Ces derniers adressèrent enfin aux plénipotentiaires belges et hollandais un memorandum dans lequel se trouvaient formulées les décisions définitives de la conférence. Le dénoûment de la crise approchait. M. de Theux, ministre des affaires étrangères, vint, le 2 février 1839, énumérer devant la Chambre des Représentants les démarches faites par le gouvernement belge auprès des puissances pour reculer autant que possible l'exécution du traité. Ces explications furent mal accueillies par l'opposition, qui protesta, et la discussion devint des plus vives, bien que le ministre assurât qu'il conservait encore quelque espérance. Cette

attitude de l'opposition inquiétait à bon droit le gouvernement dans des conjonctures aussi graves. Il crut devoir proroger les Chambres, et, dans l'intervalle qui s'écoula jusqu'à leur réunion ultérieure, trois ministres, MM. de Merode, Ernst et d'Huart déposèrent leurs portefeuilles, ce qui aggravait encore la situation.

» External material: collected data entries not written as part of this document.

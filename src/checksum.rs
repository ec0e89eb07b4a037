//! Document-set fingerprinting for cache staleness detection.
//!
//! A fingerprint is the SHA-256 of a canonical serialization of the
//! document set's descriptors. Descriptors are sorted by id before
//! hashing, so the fingerprint depends only on the set itself, never on
//! the order a store query happened to return it in.
//!
//! This is staleness detection, not security: collisions are treated as
//! impossible in practice, and no key material is involved.

use sha2::{Digest, Sha256};

use crate::models::Document;

/// The fields of a document that participate in the fingerprint.
#[derive(Debug, Clone, PartialEq, Eq)]
pub struct DocumentDescriptor {
    pub id: String,
    pub filename: String,
    /// Unix timestamp of the last modification (falls back to creation).
    pub timestamp: i64,
    pub size: u64,
}

impl From<&Document> for DocumentDescriptor {
    fn from(doc: &Document) -> Self {
        Self {
            id: doc.id.clone(),
            filename: doc.name.clone(),
            timestamp: doc.stamp().timestamp(),
            size: doc.size,
        }
    }
}

/// Compute the fingerprint of a document set.
///
/// Same set → same fingerprint. Any add, remove, rename, resize, or
/// timestamp change → a different fingerprint with overwhelming
/// probability.
pub fn fingerprint(descriptors: &[DocumentDescriptor]) -> String {
    let mut sorted: Vec<&DocumentDescriptor> = descriptors.iter().collect();
    sorted.sort_by(|a, b| a.id.cmp(&b.id));

    let mut hasher = Sha256::new();
    for d in sorted {
        hasher.update(d.id.as_bytes());
        hasher.update(b"|");
        hasher.update(d.filename.as_bytes());
        hasher.update(b"|");
        hasher.update(d.timestamp.to_le_bytes());
        hasher.update(b"|");
        hasher.update(d.size.to_le_bytes());
        hasher.update(b"\n");
    }
    format!("{:x}", hasher.finalize())
}

/// Fingerprint a document slice directly.
pub fn fingerprint_documents(docs: &[Document]) -> String {
    let descriptors: Vec<DocumentDescriptor> = docs.iter().map(DocumentDescriptor::from).collect();
    fingerprint(&descriptors)
}
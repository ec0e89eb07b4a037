//! Token-budget overflow detection and greedy document selection.
//!
//! Given the assembled chunks for a key and a model size class, decides
//! whether the context fits inside the model's token budget and, when it
//! does not, recommends the subset of documents to keep.
//!
//! Selection is greedy over the same priority ranking used for context
//! ordering, never an independent ranking: documents are taken in rank
//! order while they fit. Greedy (not knapsack) is deliberate — the
//! outcome stays explainable ("why was my document dropped") and runs in
//! linear time over the ranked list.

use std::collections::{HashMap, HashSet};

use crate::config::Config;
use crate::error::ConfigError;
use crate::models::{
    ContextChunk, Document, DocumentBreakdown, OverflowReport, RemovedDocument,
    SelectionRecommendation,
};
use crate::prioritize;

/// Fixed character-per-token heuristic shared with the chunker's
/// consumers. Exact tokenization is a non-goal.
pub const CHARS_PER_TOKEN: u64 = 4;

/// Estimated tokens for a chunk of `character_count` characters.
pub fn estimate_tokens(character_count: usize) -> u64 {
    (character_count as u64).div_ceil(CHARS_PER_TOKEN)
}

/// Context budget for a model category: `floor(max_tokens × percent / 100)`.
pub fn context_budget(config: &Config, model_category: &str) -> Result<u64, ConfigError> {
    let max_tokens = config.models.max_tokens(model_category)?;
    Ok(max_tokens * config.context.percent as u64 / 100)
}

/// Check assembled chunks against a model's context budget.
///
/// Returns a [`ConfigError`] synchronously for an unknown model
/// category; overflow itself is never an error, only a report.
pub fn check_overflow(
    documents: &[Document],
    chunks: &[ContextChunk],
    model_category: &str,
    config: &Config,
) -> Result<OverflowReport, ConfigError> {
    let max_context_tokens = context_budget(config, model_category)?;
    let current_tokens: u64 = chunks
        .iter()
        .map(|c| estimate_tokens(c.character_count))
        .sum();

    let breakdown = aggregate_by_document(documents, chunks, max_context_tokens);

    if current_tokens <= max_context_tokens {
        let total = breakdown.len();
        return Ok(OverflowReport {
            will_overflow: false,
            current_tokens,
            max_context_tokens,
            overflow_amount: 0,
            recommendations: SelectionRecommendation {
                suggested_documents: breakdown.clone(),
                removed_documents: Vec::new(),
                tokens_saved: 0,
                summary: format!("{}/{} documents recommended", total, total),
            },
            document_breakdown: breakdown,
        });
    }

    let recommendations = select_greedy(&breakdown, current_tokens, max_context_tokens);

    Ok(OverflowReport {
        will_overflow: true,
        current_tokens,
        max_context_tokens,
        overflow_amount: current_tokens - max_context_tokens,
        document_breakdown: breakdown,
        recommendations,
    })
}

/// Keep only chunks belonging to the selected documents, preserving
/// chunk order. Pure id-based filter for manual user overrides.
pub fn apply_document_selection(
    selected_document_ids: &[String],
    chunks: Vec<ContextChunk>,
) -> Vec<ContextChunk> {
    let selected: HashSet<&str> = selected_document_ids.iter().map(String::as_str).collect();
    chunks
        .into_iter()
        .filter(|c| selected.contains(c.document_id.as_str()))
        .collect()
}

/// Aggregate chunks per document and attach ranking scores, ordered by
/// the context priority ranking (priority ascending, relevance
/// descending, id as the final tie-break).
fn aggregate_by_document(
    documents: &[Document],
    chunks: &[ContextChunk],
    budget: u64,
) -> Vec<DocumentBreakdown> {
    let by_id: HashMap<&str, &Document> = documents.iter().map(|d| (d.id.as_str(), d)).collect();

    struct Agg {
        name: String,
        tokens: u64,
        chunks: usize,
    }

    let mut aggregates: HashMap<&str, Agg> = HashMap::new();
    for chunk in chunks {
        let entry = aggregates
            .entry(chunk.document_id.as_str())
            .or_insert_with(|| Agg {
                name: chunk.document_name.clone(),
                tokens: 0,
                chunks: 0,
            });
        entry.tokens += estimate_tokens(chunk.character_count);
        entry.chunks += 1;
    }

    let mut breakdown: Vec<DocumentBreakdown> = aggregates
        .into_iter()
        .map(|(doc_id, agg)| {
            // A chunk whose document is missing from the listing sorts
            // last and scores zero relevance.
            let (priority, relevance) = match by_id.get(doc_id) {
                Some(doc) => (prioritize::composite_priority(doc), prioritize::relevance_score(doc)),
                None => (i64::MAX, 0),
            };
            DocumentBreakdown {
                document_id: doc_id.to_string(),
                document_name: agg.name,
                token_count: agg.tokens,
                chunk_count: agg.chunks,
                priority_score: priority,
                relevance_score: relevance,
                oversized: agg.tokens > budget,
            }
        })
        .collect();

    breakdown.sort_by(|a, b| {
        a.priority_score
            .cmp(&b.priority_score)
            .then(b.relevance_score.cmp(&a.relevance_score))
            .then(a.document_id.cmp(&b.document_id))
    });

    breakdown
}

/// Greedy selection over the ranked breakdown: accept each document
/// while the running total stays inside the budget.
fn select_greedy(
    breakdown: &[DocumentBreakdown],
    current_tokens: u64,
    budget: u64,
) -> SelectionRecommendation {
    let mut suggested: Vec<DocumentBreakdown> = Vec::new();
    let mut removed: Vec<RemovedDocument> = Vec::new();
    let mut running: u64 = 0;

    for doc in breakdown {
        if running + doc.token_count <= budget {
            running += doc.token_count;
            suggested.push(doc.clone());
        } else {
            removed.push(RemovedDocument {
                document_id: doc.document_id.clone(),
                document_name: doc.document_name.clone(),
                token_count: doc.token_count,
                reason: format!(
                    "{} tokens exceed the remaining context budget ({} of {} left)",
                    doc.token_count,
                    budget - running,
                    budget
                ),
            });
        }
    }

    // Nothing fits: keep the top-ranked document anyway and surface the
    // overrun rather than recommending an empty context.
    if suggested.is_empty() {
        if let Some(top) = breakdown.first() {
            removed.retain(|r| r.document_id != top.document_id);
            running = top.token_count;
            suggested.push(top.clone());
        }
    }

    let tokens_saved = current_tokens.saturating_sub(running);
    let summary = format!(
        "{}/{} documents recommended",
        suggested.len(),
        breakdown.len()
    );

    SelectionRecommendation {
        suggested_documents: suggested,
        removed_documents: removed,
        tokens_saved,
        summary,
    }
}
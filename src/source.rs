//! Document-source collaborator trait.
//!
//! Listing and text extraction are owned by the embedding application
//! (file stores, parsers). The engine consumes them through this seam
//! so builds stay independent of any concrete storage or parser.

use anyhow::Result;
use async_trait::async_trait;

use crate::models::Document;

/// External provider of documents and their extracted text.
///
/// `extract_text` may fail per document; the build records the failure
/// and continues with the remaining documents.
#[async_trait]
pub trait DocumentSource: Send + Sync {
    /// List the active documents for a (project, documentType) pair.
    async fn list_active_documents(
        &self,
        project: &str,
        document_type: &str,
    ) -> Result<Vec<Document>>;

    /// Extract plaintext from a single document.
    async fn extract_text(&self, document: &Document) -> Result<String>;
}
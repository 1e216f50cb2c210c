//! Redis cache backend.

use std::time::Duration;

use async_trait::async_trait;
use redis::aio::ConnectionManager;
use redis::AsyncCommands;
use serde_json::Value;

use super::CacheBackend;
use crate::error::CacheResult;

/// Cache stored in Redis as JSON strings with `SET ... EX`.
///
/// The connection manager reconnects on its own; a failed command surfaces
/// as [`CacheError::Unavailable`](crate::error::CacheError::Unavailable).
#[derive(Clone)]
pub struct RedisCache {
    conn: ConnectionManager,
}

impl std::fmt::Debug for RedisCache {
    fn fmt(&self, f: &mut std::fmt::Formatter<'_>) -> std::fmt::Result {
        f.debug_struct("RedisCache").finish_non_exhaustive()
    }
}

impl RedisCache {
    /// Connects to the Redis server at `url`.
    pub async fn connect(url: &str) -> CacheResult<Self> {
        let client = redis::Client::open(url)?;
        let conn = ConnectionManager::new(client).await?;
        tracing::debug!("connected to redis cache");
        Ok(Self { conn })
    }
}

#[async_trait]
impl CacheBackend for RedisCache {
    fn name(&self) -> &'static str {
        "redis"
    }

    async fn get(&self, key: &str) -> CacheResult<Option<Value>> {
        let mut conn = self.conn.clone();
        let raw: Option<String> = conn.get(key).await?;
        match raw {
            Some(payload) => Ok(Some(serde_json::from_str(&payload)?)),
            None => Ok(None),
        }
    }

    async fn set(&self, key: &str, value: Value, ttl: Duration) -> CacheResult<()> {
        let mut conn = self.conn.clone();
        let payload = serde_json::to_string(&value)?;
        // Redis rejects an expiry of zero.
        let seconds = ttl.as_secs().max(1);
        let _: () = conn.set_ex(key, payload, seconds).await?;
        Ok(())
    }

    async fn delete(&self, key: &str) -> CacheResult<()> {
        let mut conn = self.conn.clone();
        let _: () = conn.del(key).await?;
        Ok(())
    }
}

Toutefois, avant de se dissoudre, le cabinet n'avait négligé aucune des démonstrations qui pouvaient faire croire que la Belgique était prête à soutenir son droit par la force. Ainsi le ministre des finances demanda à la Chambre des Représentants de rendre exigibles par avance les six premiers mois de la contribution foncière, et son collègue de la guerre engagea au service de la Belgique le général polonais Scrzynecki. Cette dernière mesure ayant même paru offensante au cabinet de Saint-Pétersbourg qui, du reste, n'avait pas encore de représentant à Bruxelles, la Russie témoigna son mécontentement dans une note qu'elle adressa aux cours d'Autriche et de Prusse, et ces deux cours envoyèrent à leurs représentants diplomatiques un ordre de rappel, résolution qui fit éloigner le général polonais. Pendant ce temps, les négociants d'Anvers, Liége et Bruxelles faisaient parvenir au gouvernement des adresses nombreuses pour demander le maintien d'une paix si nécessaire à leurs intérêts mercantiles.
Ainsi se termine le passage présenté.